» **Work task**: Each line of the material below with the word "ServerFrame" is to be reported.

Segment Open

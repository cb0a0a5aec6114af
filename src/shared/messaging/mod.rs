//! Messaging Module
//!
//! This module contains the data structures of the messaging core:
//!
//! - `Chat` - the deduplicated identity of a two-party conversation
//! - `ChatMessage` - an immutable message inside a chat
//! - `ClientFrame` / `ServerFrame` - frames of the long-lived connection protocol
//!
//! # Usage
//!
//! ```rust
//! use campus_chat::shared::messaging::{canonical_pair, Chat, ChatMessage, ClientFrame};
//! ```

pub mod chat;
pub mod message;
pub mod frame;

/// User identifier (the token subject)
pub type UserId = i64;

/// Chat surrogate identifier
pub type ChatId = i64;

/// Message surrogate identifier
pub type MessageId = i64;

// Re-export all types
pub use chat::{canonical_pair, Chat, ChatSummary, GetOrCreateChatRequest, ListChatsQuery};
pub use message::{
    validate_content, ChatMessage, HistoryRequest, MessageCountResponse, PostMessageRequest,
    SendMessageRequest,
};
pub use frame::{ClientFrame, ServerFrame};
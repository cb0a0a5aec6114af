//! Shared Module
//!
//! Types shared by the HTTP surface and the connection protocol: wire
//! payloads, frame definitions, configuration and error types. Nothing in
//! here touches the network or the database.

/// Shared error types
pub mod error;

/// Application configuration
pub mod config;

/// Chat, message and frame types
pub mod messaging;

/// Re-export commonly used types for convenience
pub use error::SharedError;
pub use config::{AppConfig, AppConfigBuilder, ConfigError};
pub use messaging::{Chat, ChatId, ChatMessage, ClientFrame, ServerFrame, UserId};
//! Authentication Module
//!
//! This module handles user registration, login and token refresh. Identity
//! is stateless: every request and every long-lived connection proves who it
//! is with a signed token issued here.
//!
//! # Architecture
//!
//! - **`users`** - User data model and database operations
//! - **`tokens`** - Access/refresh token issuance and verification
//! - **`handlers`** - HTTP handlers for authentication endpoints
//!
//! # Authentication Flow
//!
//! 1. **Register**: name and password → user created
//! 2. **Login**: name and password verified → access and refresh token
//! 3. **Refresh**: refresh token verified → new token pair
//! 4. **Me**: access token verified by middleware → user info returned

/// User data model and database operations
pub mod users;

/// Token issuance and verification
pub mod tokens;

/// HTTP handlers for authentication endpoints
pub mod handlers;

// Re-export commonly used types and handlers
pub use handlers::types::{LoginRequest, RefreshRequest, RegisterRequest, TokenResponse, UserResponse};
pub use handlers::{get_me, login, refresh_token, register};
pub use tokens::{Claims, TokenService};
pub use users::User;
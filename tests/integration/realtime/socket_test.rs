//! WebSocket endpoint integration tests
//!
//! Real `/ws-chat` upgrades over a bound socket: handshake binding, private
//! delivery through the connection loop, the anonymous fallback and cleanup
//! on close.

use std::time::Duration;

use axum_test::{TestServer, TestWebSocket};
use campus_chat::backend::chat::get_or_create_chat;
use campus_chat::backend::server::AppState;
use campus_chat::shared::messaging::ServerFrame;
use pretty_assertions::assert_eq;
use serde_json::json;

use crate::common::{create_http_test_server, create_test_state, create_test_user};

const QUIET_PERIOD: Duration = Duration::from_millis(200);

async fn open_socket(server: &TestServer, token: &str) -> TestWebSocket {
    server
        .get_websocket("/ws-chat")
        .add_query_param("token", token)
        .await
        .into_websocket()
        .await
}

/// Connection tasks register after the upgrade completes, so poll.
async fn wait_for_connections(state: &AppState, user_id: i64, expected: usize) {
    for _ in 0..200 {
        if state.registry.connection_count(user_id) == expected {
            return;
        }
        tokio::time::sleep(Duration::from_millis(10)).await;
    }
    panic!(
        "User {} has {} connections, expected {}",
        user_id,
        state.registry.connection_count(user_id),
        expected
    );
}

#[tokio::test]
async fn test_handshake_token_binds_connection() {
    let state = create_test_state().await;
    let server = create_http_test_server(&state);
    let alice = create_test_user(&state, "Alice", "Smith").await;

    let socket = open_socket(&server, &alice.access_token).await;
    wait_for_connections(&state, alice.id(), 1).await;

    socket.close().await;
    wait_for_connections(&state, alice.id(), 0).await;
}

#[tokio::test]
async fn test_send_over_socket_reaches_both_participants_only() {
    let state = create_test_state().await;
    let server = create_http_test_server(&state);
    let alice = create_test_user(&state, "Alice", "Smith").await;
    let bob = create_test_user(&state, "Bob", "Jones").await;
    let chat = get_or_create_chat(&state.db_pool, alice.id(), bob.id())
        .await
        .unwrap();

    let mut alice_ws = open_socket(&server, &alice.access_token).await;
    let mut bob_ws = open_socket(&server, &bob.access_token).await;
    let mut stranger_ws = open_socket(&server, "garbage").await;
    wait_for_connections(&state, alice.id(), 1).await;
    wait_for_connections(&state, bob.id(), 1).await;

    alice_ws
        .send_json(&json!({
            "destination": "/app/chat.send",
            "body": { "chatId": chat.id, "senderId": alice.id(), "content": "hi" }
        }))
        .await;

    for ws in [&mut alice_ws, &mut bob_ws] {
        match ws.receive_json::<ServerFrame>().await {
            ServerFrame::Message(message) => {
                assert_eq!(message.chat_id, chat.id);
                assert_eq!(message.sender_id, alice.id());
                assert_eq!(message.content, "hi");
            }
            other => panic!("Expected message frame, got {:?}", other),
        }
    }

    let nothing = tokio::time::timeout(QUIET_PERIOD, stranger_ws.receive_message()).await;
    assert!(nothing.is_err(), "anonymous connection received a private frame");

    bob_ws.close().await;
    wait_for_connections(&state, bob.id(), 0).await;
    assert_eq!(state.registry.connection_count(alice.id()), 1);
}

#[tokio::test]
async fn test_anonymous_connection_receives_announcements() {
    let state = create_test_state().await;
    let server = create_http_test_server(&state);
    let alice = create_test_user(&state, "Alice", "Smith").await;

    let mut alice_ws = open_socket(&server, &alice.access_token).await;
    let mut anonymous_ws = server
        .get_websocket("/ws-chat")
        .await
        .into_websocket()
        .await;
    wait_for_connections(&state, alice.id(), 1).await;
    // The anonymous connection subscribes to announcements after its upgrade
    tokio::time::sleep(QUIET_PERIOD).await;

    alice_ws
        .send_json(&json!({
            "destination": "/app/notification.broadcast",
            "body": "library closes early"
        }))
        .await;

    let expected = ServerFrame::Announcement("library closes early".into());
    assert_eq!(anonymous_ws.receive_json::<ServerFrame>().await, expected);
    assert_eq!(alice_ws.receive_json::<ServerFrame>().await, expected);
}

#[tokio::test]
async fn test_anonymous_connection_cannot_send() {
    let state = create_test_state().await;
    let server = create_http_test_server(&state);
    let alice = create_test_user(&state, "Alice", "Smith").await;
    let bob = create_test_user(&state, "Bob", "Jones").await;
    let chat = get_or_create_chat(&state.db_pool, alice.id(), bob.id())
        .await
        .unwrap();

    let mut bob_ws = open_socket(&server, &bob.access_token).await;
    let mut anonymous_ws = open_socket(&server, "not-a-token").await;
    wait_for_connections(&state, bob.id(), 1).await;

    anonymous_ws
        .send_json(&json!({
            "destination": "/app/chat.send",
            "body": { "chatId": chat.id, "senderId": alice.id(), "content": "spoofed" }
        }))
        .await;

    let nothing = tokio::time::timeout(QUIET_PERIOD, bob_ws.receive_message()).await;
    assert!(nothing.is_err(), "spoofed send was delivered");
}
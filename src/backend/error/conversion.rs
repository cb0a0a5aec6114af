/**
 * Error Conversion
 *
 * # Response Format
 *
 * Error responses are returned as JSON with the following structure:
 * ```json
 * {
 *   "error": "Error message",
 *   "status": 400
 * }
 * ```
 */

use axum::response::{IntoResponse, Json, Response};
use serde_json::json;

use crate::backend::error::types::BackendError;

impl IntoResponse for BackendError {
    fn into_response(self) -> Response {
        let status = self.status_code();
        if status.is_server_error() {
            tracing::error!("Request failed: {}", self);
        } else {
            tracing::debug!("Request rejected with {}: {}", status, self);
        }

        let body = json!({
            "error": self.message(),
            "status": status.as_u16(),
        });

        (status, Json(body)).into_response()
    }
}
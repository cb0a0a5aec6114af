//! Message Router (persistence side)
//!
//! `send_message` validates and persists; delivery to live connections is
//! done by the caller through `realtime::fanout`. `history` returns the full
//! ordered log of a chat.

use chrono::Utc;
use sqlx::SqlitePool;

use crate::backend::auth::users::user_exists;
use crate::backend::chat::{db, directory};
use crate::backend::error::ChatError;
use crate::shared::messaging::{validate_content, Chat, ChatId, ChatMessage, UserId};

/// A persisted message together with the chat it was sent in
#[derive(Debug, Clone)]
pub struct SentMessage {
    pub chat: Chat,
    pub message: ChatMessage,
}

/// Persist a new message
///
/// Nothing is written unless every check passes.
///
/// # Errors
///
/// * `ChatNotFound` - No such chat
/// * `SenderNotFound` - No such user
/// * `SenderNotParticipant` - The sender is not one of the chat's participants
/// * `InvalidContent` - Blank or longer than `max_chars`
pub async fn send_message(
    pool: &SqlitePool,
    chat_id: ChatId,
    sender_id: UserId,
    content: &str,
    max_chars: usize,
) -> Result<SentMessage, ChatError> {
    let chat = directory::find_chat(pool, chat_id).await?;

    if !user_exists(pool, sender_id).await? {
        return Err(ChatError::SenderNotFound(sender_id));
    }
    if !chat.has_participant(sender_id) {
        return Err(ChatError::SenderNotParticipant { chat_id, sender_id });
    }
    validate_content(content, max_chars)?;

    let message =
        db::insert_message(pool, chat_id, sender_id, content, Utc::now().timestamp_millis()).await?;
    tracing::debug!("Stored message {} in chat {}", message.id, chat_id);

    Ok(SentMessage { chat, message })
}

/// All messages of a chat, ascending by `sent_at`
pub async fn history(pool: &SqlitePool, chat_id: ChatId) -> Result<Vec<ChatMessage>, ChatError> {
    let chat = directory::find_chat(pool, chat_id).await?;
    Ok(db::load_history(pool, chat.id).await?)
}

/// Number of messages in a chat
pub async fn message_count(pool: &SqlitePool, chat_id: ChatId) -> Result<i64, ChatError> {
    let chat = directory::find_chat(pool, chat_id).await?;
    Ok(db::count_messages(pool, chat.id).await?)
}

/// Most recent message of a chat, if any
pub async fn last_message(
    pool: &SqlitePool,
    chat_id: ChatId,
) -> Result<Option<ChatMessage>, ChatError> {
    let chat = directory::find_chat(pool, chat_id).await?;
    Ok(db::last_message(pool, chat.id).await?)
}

Segment Closed
Segment Open

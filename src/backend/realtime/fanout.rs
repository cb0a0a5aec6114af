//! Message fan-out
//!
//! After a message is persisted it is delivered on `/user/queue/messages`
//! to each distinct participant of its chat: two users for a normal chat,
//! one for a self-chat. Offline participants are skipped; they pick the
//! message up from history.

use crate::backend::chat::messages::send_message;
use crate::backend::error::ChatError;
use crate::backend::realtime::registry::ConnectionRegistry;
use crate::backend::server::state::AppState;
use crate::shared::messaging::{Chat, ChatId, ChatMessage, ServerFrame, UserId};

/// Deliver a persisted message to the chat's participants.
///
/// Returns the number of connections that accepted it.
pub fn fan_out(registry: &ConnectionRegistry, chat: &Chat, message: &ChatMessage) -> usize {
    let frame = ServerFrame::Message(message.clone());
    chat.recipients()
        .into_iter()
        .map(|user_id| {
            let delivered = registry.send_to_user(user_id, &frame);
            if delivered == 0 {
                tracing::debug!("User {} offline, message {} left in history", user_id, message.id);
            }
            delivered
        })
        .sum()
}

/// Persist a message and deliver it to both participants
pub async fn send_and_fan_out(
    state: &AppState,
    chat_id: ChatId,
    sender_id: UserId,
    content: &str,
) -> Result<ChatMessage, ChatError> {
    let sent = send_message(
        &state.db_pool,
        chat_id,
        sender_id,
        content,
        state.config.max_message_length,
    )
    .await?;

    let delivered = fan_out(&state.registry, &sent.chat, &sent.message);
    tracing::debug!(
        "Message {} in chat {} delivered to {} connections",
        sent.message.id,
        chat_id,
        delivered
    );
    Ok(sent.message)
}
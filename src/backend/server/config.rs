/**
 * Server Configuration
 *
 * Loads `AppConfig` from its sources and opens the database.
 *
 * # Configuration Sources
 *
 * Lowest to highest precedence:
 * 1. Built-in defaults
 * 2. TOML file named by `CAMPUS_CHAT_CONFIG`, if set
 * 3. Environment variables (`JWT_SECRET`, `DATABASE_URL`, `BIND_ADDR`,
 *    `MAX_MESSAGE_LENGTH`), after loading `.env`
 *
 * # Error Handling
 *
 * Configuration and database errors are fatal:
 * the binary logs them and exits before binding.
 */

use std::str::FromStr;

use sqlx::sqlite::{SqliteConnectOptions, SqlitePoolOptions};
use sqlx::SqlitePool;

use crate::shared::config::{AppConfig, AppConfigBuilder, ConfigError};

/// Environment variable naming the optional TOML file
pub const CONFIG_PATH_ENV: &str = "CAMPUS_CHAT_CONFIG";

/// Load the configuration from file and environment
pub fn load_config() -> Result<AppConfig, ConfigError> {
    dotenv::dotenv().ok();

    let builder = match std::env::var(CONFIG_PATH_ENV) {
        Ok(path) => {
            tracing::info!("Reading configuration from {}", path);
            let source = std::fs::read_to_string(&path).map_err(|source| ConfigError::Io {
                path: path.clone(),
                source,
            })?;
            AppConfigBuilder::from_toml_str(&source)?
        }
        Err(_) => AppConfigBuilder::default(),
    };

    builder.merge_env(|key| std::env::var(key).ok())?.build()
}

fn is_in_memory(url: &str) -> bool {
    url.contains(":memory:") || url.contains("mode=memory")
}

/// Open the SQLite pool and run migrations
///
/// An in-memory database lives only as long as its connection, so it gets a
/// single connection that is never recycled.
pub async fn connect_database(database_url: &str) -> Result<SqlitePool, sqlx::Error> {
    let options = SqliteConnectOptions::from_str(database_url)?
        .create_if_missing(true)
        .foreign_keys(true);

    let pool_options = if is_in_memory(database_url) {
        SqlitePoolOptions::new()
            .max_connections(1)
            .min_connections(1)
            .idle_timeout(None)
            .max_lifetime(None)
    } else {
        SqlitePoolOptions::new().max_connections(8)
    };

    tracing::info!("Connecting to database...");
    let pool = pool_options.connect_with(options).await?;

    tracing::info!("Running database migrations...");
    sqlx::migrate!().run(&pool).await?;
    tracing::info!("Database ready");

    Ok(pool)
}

Segment Closed
Segment Open

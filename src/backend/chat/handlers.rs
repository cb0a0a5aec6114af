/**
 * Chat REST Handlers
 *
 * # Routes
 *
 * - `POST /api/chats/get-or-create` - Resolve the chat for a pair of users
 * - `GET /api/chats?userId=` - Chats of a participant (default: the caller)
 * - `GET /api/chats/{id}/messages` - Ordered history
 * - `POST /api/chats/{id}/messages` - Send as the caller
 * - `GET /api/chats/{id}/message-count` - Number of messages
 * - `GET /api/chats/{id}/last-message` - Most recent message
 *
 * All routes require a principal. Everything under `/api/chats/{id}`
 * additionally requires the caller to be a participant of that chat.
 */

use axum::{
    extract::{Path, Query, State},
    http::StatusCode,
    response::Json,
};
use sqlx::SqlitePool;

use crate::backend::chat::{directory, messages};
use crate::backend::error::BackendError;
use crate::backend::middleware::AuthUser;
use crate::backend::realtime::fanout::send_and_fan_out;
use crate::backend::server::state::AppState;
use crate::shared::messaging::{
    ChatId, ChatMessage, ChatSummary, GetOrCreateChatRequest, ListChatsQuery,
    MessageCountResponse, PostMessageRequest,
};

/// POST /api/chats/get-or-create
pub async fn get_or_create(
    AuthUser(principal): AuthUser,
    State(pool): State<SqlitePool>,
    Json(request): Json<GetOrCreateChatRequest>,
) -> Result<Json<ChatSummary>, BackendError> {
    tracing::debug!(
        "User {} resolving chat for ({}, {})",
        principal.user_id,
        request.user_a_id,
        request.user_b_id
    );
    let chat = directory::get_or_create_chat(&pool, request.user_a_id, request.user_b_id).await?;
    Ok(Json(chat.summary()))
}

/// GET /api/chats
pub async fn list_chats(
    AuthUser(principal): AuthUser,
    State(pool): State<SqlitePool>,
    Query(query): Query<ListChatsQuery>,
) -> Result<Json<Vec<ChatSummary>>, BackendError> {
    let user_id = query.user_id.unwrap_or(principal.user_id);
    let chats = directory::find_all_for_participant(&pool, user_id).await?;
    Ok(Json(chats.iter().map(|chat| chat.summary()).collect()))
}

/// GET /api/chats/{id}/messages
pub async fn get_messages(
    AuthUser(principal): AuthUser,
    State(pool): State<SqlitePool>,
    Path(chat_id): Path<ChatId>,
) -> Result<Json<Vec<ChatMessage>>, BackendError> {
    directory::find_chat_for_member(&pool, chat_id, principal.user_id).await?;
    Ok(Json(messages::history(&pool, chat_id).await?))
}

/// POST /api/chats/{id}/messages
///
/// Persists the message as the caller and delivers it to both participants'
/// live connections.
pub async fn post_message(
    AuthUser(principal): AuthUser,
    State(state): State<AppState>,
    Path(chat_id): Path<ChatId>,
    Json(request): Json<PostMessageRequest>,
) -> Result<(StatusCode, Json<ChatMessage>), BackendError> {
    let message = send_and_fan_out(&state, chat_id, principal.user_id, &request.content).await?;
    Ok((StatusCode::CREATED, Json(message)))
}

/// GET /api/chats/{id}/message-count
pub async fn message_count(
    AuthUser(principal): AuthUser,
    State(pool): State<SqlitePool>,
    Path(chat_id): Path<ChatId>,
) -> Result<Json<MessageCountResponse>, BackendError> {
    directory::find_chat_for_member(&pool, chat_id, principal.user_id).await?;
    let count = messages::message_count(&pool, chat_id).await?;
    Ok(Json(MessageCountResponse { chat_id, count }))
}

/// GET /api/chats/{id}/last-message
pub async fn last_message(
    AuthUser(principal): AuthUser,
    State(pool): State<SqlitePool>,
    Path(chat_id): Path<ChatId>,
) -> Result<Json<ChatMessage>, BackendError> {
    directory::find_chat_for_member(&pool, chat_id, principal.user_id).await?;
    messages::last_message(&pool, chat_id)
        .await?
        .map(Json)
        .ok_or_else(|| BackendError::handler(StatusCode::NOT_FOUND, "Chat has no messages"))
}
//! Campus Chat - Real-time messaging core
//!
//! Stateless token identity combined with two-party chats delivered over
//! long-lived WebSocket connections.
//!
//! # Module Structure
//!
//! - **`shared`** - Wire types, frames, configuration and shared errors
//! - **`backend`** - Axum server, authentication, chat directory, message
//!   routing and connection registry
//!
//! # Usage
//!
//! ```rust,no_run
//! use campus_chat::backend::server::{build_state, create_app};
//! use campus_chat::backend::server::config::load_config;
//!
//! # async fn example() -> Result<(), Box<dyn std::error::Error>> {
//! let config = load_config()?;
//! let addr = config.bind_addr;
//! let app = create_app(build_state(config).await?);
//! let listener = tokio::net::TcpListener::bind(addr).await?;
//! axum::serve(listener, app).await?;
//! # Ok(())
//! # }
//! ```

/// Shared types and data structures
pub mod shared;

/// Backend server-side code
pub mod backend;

Segment Closed

» **Response area**:
//! - `ClientFrame` / `ServerFrame` - frames of the long-lived connection protocol
pub use frame::{ClientFrame, ServerFrame};
pub use messaging::{Chat, ChatId, ChatMessage, ClientFrame, ServerFrame, UserId};
use campus_chat::shared::messaging::ServerFrame;
        match ws.receive_json::<ServerFrame>().await {
            ServerFrame::Message(message) => {
    let expected = ServerFrame::Announcement("library closes early".into());
    assert_eq!(anonymous_ws.receive_json::<ServerFrame>().await, expected);
    assert_eq!(alice_ws.receive_json::<ServerFrame>().await, expected);
use crate::shared::messaging::{Chat, ChatId, ChatMessage, ServerFrame, UserId};
    let frame = ServerFrame::Message(message.clone());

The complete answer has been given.